SDF, José est tombé le jeudi 7 février 2013 au matin, rue du Poteau, dans le 18e arrondissement de Paris. C’était son périmètre depuis des an...nées. Tout le monde le connaissait. Il était comme chez lui sur son morceau de trottoir. Et pourtant, la rue a fini par avoir raison de lui. Portrait.

En ce froid matin d’hiver, José n’arrive pas à se réchauffer. Il grelotte. Il a allongé ses jambes en travers du trottoir. Ce 7 février 2013, comme tous les jours, les passants l’ont sans doute enjambé sans prêter attention. Quand la boulangère le secoue, il ne répond plus. Il fera plusieurs arrêts cardiaques avant de s’éteindre à l’hôpital Bichat trois jours plus tard. « Je suis la dernière personne à lui avoir parlé », s’émeut Jeannine Cousin. Elle tient depuis 13 ans la boulangerie du 20 rue du Poteau, près de laquelle José avait élu domicile. « Il nous manque, ça fait un vide. Il y avait du respect entre nous. José, il avait une certaine conversation, une certaine éducation. Il était très érudit. »

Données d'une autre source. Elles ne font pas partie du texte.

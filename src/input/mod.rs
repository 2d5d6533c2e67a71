//! Input handling: event types and the processor that converts raw
//! pointer events into viewer commands.

/// Platform-agnostic input events.
pub mod event;
/// Converts raw events into viewer commands.
pub mod processor;

pub use event::{InputEvent, MouseButton};
pub use processor::InputProcessor;
//! Lipids: a saturated fatty acid, a phosphatidylcholine, and cholesterol.

use glam::Vec3;

use super::{outward, ring_center};
use crate::geometry::construct::{
    branch, carbon_links, chain, fused_ring, seeded_ring, zigzag_steps,
    RingWalk,
};
use crate::geometry::{AtomId, Element, MoleculeGroup};

/// Carbon–carbon advance along a zig-zag tail.
const TAIL_ADVANCE: f32 = 1.25;
/// Sideways zig of alternating tail atoms.
const TAIL_ZIG: f32 = 0.45;
/// Steroid ring bond length.
const RING_BOND: f32 = 1.4;
/// Chair/envelope pucker of steroid ring atoms.
const RING_PUCKER: f32 = 0.25;

/// Carboxyl oxygens (C=O and C–OH) on a carboxyl carbon.
fn carboxyl(group: &mut MoleculeGroup, carbon: AtomId, away: Vec3, side: Vec3) {
    let oxygens = branch(
        group,
        carbon,
        &[
            (Element::O, away * 0.7 + side * 1.0),
            (Element::O, away * 0.7 - side * 1.0),
        ],
    );
    let _ = branch(group, oxygens[1], &[(Element::H, away * 0.6)]);
}

/// Palmitic acid (C16:0): carboxyl head and a 15-carbon zig-zag tail.
#[must_use]
pub fn palmitic_acid() -> MoleculeGroup {
    let mut group = MoleculeGroup::new("palmitic_acid");
    let c1 = group.add_atom(Element::C, Vec3::ZERO);
    carboxyl(&mut group, c1, Vec3::NEG_X, Vec3::Y);
    let _ = chain(
        &mut group,
        c1,
        carbon_links(zigzag_steps(
            15,
            Vec3::X * TAIL_ADVANCE,
            Vec3::Y * TAIL_ZIG,
        )),
    );
    group
}

/// Ester oxygen, carbonyl carbon with its =O, and a hanging acyl tail.
fn acyl_tail(
    group: &mut MoleculeGroup,
    glycerol_carbon: AtomId,
    carbonyl_side: Vec3,
    length: usize,
) {
    let links = chain(
        group,
        glycerol_carbon,
        [(Element::O, Vec3::NEG_Y * 1.2), (Element::C, Vec3::NEG_Y * 1.2)],
    );
    let carbonyl = links[1];
    let _ = branch(group, carbonyl, &[(Element::O, carbonyl_side * 1.1 + Vec3::Y * 0.3)]);
    let _ = chain(
        group,
        carbonyl,
        carbon_links(zigzag_steps(
            length,
            Vec3::NEG_Y * TAIL_ADVANCE,
            Vec3::X * TAIL_ZIG,
        )),
    );
}

/// Phosphatidylcholine: choline–phosphate–glycerol head with two
/// saturated acyl tails hanging below.
#[must_use]
pub fn phospholipid() -> MoleculeGroup {
    let mut group = MoleculeGroup::new("phospholipid");

    let n = group.add_atom(Element::N, Vec3::new(0.0, 7.5, 0.0));
    let _ = branch(
        &mut group,
        n,
        &[
            (Element::C, Vec3::new(1.0, 0.6, 0.0)),
            (Element::C, Vec3::new(-1.0, 0.6, 0.0)),
            (Element::C, Vec3::new(0.0, 0.6, 1.0)),
        ],
    );

    let backbone = chain(
        &mut group,
        n,
        [
            (Element::C, Vec3::new(0.6, -1.2, 0.0)),
            (Element::C, Vec3::new(-0.6, -1.2, 0.0)),
            (Element::O, Vec3::new(0.6, -1.2, 0.0)),
            (Element::P, Vec3::new(-0.6, -1.2, 0.0)),
            (Element::O, Vec3::new(0.6, -1.2, 0.0)),
            (Element::C, Vec3::new(-0.6, -1.2, 0.0)),
            (Element::C, Vec3::new(-1.3, -0.6, 0.0)),
            (Element::C, Vec3::new(-1.7, 0.6, 0.0)),
        ],
    );
    let phosphorus = backbone[3];
    let _ = branch(
        &mut group,
        phosphorus,
        &[
            (Element::O, Vec3::new(-1.3, 0.2, 0.0)),
            (Element::O, Vec3::new(0.0, 0.2, 1.3)),
        ],
    );

    // sn-2 on the middle glycerol carbon, sn-1 on the terminal one.
    acyl_tail(&mut group, backbone[6], Vec3::X, 14);
    acyl_tail(&mut group, backbone[7], Vec3::NEG_X, 14);
    group
}

/// Ids of the four steroid rings (A, B, C six-membered, D five-membered).
///
/// Each ring after A starts with the two atoms it shares with the ring
/// before it.
pub(crate) fn steroid_core(group: &mut MoleculeGroup) -> [Vec<AtomId>; 4] {
    let hex = RingWalk::hexagon(Vec3::Z, RING_PUCKER);
    let pent = RingWalk::pentagon(Vec3::Z, RING_PUCKER);
    let a = seeded_ring(group, [Vec3::ZERO, Vec3::X * RING_BOND], &hex);
    let b = fused_ring(group, [a[3], a[2]], &hex);
    let c = fused_ring(group, [b[3], b[2]], &hex);
    let d = fused_ring(group, [c[3], c[2]], &pent);
    [a, b, c, d]
}

/// Cholesterol: fused 6-6-6-5 steroid nucleus, 3β-hydroxyl, angular
/// methyls at the A/B and C/D junctions, and the isooctyl side chain on
/// ring D.
#[must_use]
pub fn cholesterol() -> MoleculeGroup {
    let mut group = MoleculeGroup::new("cholesterol");
    let [a, _b, _c, d] = steroid_core(&mut group);

    // 3β-OH on the free end of ring A.
    let a_center = ring_center(&group, &a);
    let hydroxyl_dir = outward(&group, a_center, a[5]);
    let oh = branch(&mut group, a[5], &[(Element::O, hydroxyl_dir * 1.4)]);
    let _ = branch(&mut group, oh[0], &[(Element::H, hydroxyl_dir * 0.6 + Vec3::Z * 0.5)]);

    // C19 on the A/B junction, C18 on the C/D junction, both axial.
    let _ = branch(&mut group, a[3], &[(Element::C, Vec3::Z * 1.5)]);
    let _ = branch(&mut group, d[1], &[(Element::C, Vec3::Z * 1.5)]);

    // Side chain from C17, the ring-D atom next to the C18 junction.
    let c17 = d[2];
    let d_center = ring_center(&group, &d);
    let out = outward(&group, d_center, c17);
    let side = Vec3::Z.cross(out).normalize_or_zero();
    let tail = chain(
        &mut group,
        c17,
        carbon_links(zigzag_steps(5, out * 1.1, side * 0.6)),
    );
    // C21 on C20, C26/C27 on C25.
    let _ = branch(&mut group, tail[0], &[(Element::C, Vec3::Z * 1.4)]);
    let _ = branch(
        &mut group,
        tail[4],
        &[
            (Element::C, out * 0.9 + Vec3::Z * 1.0),
            (Element::C, out * 0.9 - Vec3::Z * 1.0),
        ],
    );
    group
}
//! Sugar rings: glucose (pyranose) and fructose (furanose).

use std::f32::consts::FRAC_PI_2;

use glam::Vec3;

use super::{outward, ring_center};
use crate::geometry::construct::{branch, radial_substituent, ring};
use crate::geometry::{AtomId, Element, MoleculeGroup};

const PYRANOSE_RADIUS: f32 = 1.5;
const FURANOSE_RADIUS: f32 = 1.3;
const HYDROXYL_DISTANCE: f32 = 1.0;

/// Hydroxyl oxygen radially outward from a ring carbon, plus its hydrogen
/// tilted alternately above/below the ring plane.
fn hydroxyl(
    group: &mut MoleculeGroup,
    center: Vec3,
    carbon: AtomId,
    up: bool,
) -> AtomId {
    let o = radial_substituent(
        group,
        center,
        carbon,
        Element::O,
        HYDROXYL_DISTANCE,
    );
    let tilt = if up { Vec3::Z } else { Vec3::NEG_Z };
    let dir = outward(group, center, o);
    let _ = branch(group, o, &[(Element::H, dir * 0.55 + tilt * 0.55)]);
    o
}

/// Exocyclic CH2OH: carbon radially out from `ring_atom`, hydroxyl O
/// lifted out of the ring plane.
fn hydroxymethyl(group: &mut MoleculeGroup, center: Vec3, ring_atom: AtomId) {
    let c = radial_substituent(group, center, ring_atom, Element::C, 1.2);
    let dir = outward(group, center, c);
    let o = group.attach(
        c,
        Element::O,
        group.position(c) + dir * 0.9 + Vec3::Z * 0.6,
    );
    let _ = branch(group, o, &[(Element::H, dir * 0.6 - Vec3::Z * 0.2)]);
}

/// β-D-glucopyranose: six-membered ring (O5, C1..C5), hydroxyls on
/// C1..C4, CH2OH on C5.
#[must_use]
pub fn glucose() -> MoleculeGroup {
    let mut group = MoleculeGroup::new("glucose");
    let ids = ring(
        &mut group,
        Vec3::ZERO,
        PYRANOSE_RADIUS,
        &[
            Element::O,
            Element::C,
            Element::C,
            Element::C,
            Element::C,
            Element::C,
        ],
        0.0,
    );
    let center = ring_center(&group, &ids);
    for (k, &carbon) in ids[1..5].iter().enumerate() {
        let _ = hydroxyl(&mut group, center, carbon, k % 2 == 0);
    }
    hydroxymethyl(&mut group, center, ids[5]);
    group
}

/// β-D-fructofuranose: five-membered ring (O5, C2..C5), the anomeric C2
/// carrying both a hydroxyl and CH2OH (C1), CH2OH (C6) on C5.
#[must_use]
pub fn fructose() -> MoleculeGroup {
    let mut group = MoleculeGroup::new("fructose");
    let ids = ring(
        &mut group,
        Vec3::ZERO,
        FURANOSE_RADIUS,
        &[Element::O, Element::C, Element::C, Element::C, Element::C],
        FRAC_PI_2,
    );
    let center = ring_center(&group, &ids);

    // Anomeric carbon: OH below the ring, C1 above it.
    let c2 = ids[1];
    let dir = outward(&group, center, c2);
    let attached = branch(
        &mut group,
        c2,
        &[
            (Element::O, dir * 0.8 - Vec3::Z * 0.6),
            (Element::C, dir * 0.8 + Vec3::Z * 0.8),
        ],
    );
    let _ = branch(&mut group, attached[0], &[(Element::H, dir * 0.6)]);
    let o1 = group.attach(
        attached[1],
        Element::O,
        group.position(attached[1]) + dir * 0.9 + Vec3::Z * 0.4,
    );
    let _ = branch(&mut group, o1, &[(Element::H, Vec3::Z * 0.7)]);

    let _ = hydroxyl(&mut group, center, ids[2], true);
    let _ = hydroxyl(&mut group, center, ids[3], false);
    hydroxymethyl(&mut group, center, ids[4]);
    group
}

#[cfg(test)]
mod tests {
    use super::*;
    use crate::geometry::BondKind;

    #[test]
    fn glucose_has_pyranose_composition() {
        let group = glucose();
        let count = |element| {
            group.atoms().iter().filter(|a| a.element == element).count()
        };
        assert_eq!(count(Element::C), 6);
        assert_eq!(count(Element::O), 6);
        assert!(group.validate().is_empty());
    }

    #[test]
    fn glucose_ring_closes() {
        let group = glucose();
        // O5 (atom 0) bonds to both C1 and C5.
        let o5 = group.atoms()[0].position;
        let ring_bonds = group
            .bonds()
            .iter()
            .filter(|b| b.kind == BondKind::Covalent)
            .filter(|b| b.start == o5 || b.end == o5)
            .count();
        assert_eq!(ring_bonds, 2);
    }

    #[test]
    fn fructose_has_furanose_composition() {
        let group = fructose();
        let count = |element| {
            group.atoms().iter().filter(|a| a.element == element).count()
        };
        assert_eq!(count(Element::C), 6);
        assert_eq!(count(Element::O), 6);
        assert!(group.validate().is_empty());
    }
}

Reconstituer l’histoire de José, c’est s’attaquer à un puzzle aux pièces manquantes. Tout le monde le connaissait et à la fois personne. À beaucoup, José a confié qu’il était « un enfant de la DDASS ». À certains, il a aussi raconté que ses parents étaient mariniers sur la Seine, et qu’enfant, il avait vécu sur une péniche qui transportait du sable. À Olivier, charcutier au 22 rue du Poteau, il a même rapporté avoir perdu une sœur âgée de 3 ans qui s’était noyée après être passée par-dessus bord.

« Trois ans chez les paras »

Corinne, riveraine, livre sa version : « Il disait qu’il avait vécu de foyers d’accueil en foyers d’accueil. Puis chez une mère adoptive dans les HLM Porte de Montmartre. Mais ça s’est mal passé et il s’est retrouvé à la rue. » Paula, restauratrice rue Letort, lui connaissait un domicile, il y a 10 ou 15 ans, impasse Letort, dont il aurait été expulsé pour loyer impayé. Mais les locataires actuels de l’immeuble ne sont pas là depuis assez longtemps pour s’en souvenir.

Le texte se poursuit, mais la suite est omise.